Healing but as readapting to life from living out of the country….different from my normal but perhaps a view into what might come next in my author journey.
Normally in music, a call and response are between two singers or a singer(s) and an audience. The first offers a part of a phrase and the second offers a commentary, an answer, or a melody responding to the first. Last night I realized that something similar is happening on certain social media groups. I liken it to the form of “call and response”. Someone might be soul searching, trying to reach out and connect, build community, and put out a thought, a question, a concern, a yearning. This is like a “call” and then, we, a caring community return the melody back to the one making the call to rally around her/him/them with an answer…. or a potential answer.
The topic is fascinating, and I would like to reflect more on the parallel as time goes on. For now, however, I will leave you with the idea and share the post and my response that made me think of the similarities. In a time when community is lacking but so necessary, these types of calls and caring responses from “sister elders” are important.
The original poster below could have been me in the past. After returning from various travels either abroad or to places in my own country, I often felt similar feelings during the re-adjustment process.
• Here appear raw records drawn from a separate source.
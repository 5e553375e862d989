//! Transient notifications.

use std::time::Duration;

/// A short message shown over the page and then dismissed.
#[derive(Debug, Clone, PartialEq, Eq)]
pub struct Toast {
    message: String,
    duration: Duration,
}

impl Toast {
    /// Create a toast shown for `duration`.
    #[must_use]
    pub fn new(message: impl Into<String>, duration: Duration) -> Self {
        Self {
            message: message.into(),
            duration,
        }
    }

    /// Text to display.
    #[must_use]
    pub fn message(&self) -> &str {
        &self.message
    }

    /// How long the toast stays visible.
    #[must_use]
    pub const fn duration(&self) -> Duration {
        self.duration
    }
}
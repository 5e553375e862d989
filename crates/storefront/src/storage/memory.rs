//! In-memory storage backend.

use std::collections::HashMap;

use super::{KeyValueStore, StorageError};

/// Process-local key-value map. Never fails.
#[derive(Debug, Clone, Default)]
pub struct MemoryStore {
    entries: HashMap<String, String>,
}

impl MemoryStore {
    /// Create an empty store.
    #[must_use]
    pub fn new() -> Self {
        Self::default()
    }

    /// Create a store pre-populated with `entries`.
    #[must_use]
    pub fn with_entries<K, V>(entries: impl IntoIterator<Item = (K, V)>) -> Self
    where
        K: Into<String>,
        V: Into<String>,
    {
        Self {
            entries: entries
                .into_iter()
                .map(|(k, v)| (k.into(), v.into()))
                .collect(),
        }
    }
}

impl KeyValueStore for MemoryStore {
    fn get(&self, key: &str) -> Result<Option<String>, StorageError> {
        Ok(self.entries.get(key).cloned())
    }

    fn set(&mut self, key: &str, value: &str) -> Result<(), StorageError> {
        self.entries.insert(key.to_string(), value.to_string());
        Ok(())
    }

    fn remove(&mut self, key: &str) -> Result<(), StorageError> {
        self.entries.remove(key);
        Ok(())
    }
}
Reflecting on the past 20 + years I can see how far I have come. Just as in a typical call and response, both parties gained something from the interaction and wanted to respond to what resonated with me to help them on their journey into the future.
“Hello wonderful sisters, I’m turning 28 next week, which doesn’t seem old but to me right now it is because I still live at home and currently unemployed after coming back from a year of volunteering abroad. I found it really hard to adjust again, and I now think I’m really incapable of living in my country anymore as I don’t feel a sense of belonging and I don’t feel safe whether in the streets or with any interactions. Coming back wasn’t a choice and finding a job here is not something I want but time is passing and I need to do something but my heart is heavy. Any advice or experiences that I can relate to may be helpful for me right now as the hope I once had is running out of my heart. I used to be very hopeful about my future, it hadn’t been a problem finding a job before, but now I feel unmotivated and not as confident as I knew myself to be. Maybe I wasn’t confident but just too young to know despair”.
“Good post and some great responses. I lived abroad for 17 years. Moved back to the US 4 years ago. In the time I lived abroad, I only returned 5 times or so. There was a socio-political…conflict where I was living with my husband and son, both natives of that country, I got very sick with first-stage cancer among other things.
We left our home in that country and came back to my home country to start anew with 2 suitcases and a backpack each over a period of 4 years…all traveling here separately to live with my parents…. Thank goodness they let us.
I felt many of the same emotions of reverse culture shock, had a great learning curve, and went through some major adaptations.
Over the past 4 years of having returned I have found community by creating it around me and through groups such as this one, I have used writing and journaling as a therapy to help organize my thoughts and do so much hard work after going through so many hard things. The place I lived in before returning is the country of my heart…not perfect, nor is my home country.
I have learned that it is a matter of looking inwards to be conscious of what I want to create moving forward. I can be anywhere in the world and first must be good inside otherwise I might not be able to move forward at all.
Life is a process, it is so important for me to be able to live in my country as well as in others because, at the end of the day, it is the person you wake up to each morning that most matters and how you feel about that person. Who is that person? You! Your true test of Resilience perhaps begins now.
You have vocalized something and are now on the path to incorporating learnings from abroad into this old yet new place because your perspective is different. This is a fascinating time for you to learn so many new learnings and do exciting internal work for whatever it is that the world opens you up to next.
There is a process and a journey that is just beginning even if your volunteer position has ended.
Getting a job to support yourself, perhaps in a client-facing position would be good for the transition period. Income and meeting people, re-getting to know your former place in a new way, internet search groups or meetups like this improved version of you…all different things that may be helpful. I work 2 jobs to get ahead…
I commend you for writing this post and being courageous to travel somewhere else and now reintegrate back. Not easy but I see that personally, my life is richer from living abroad and successfully “making it” via restarting my life from almost zero. It was hard to see it for the first 3 years…I struggled but now…at year 4 I am seeing how vital this was for my journey.
You got this! This is all part of the plan”.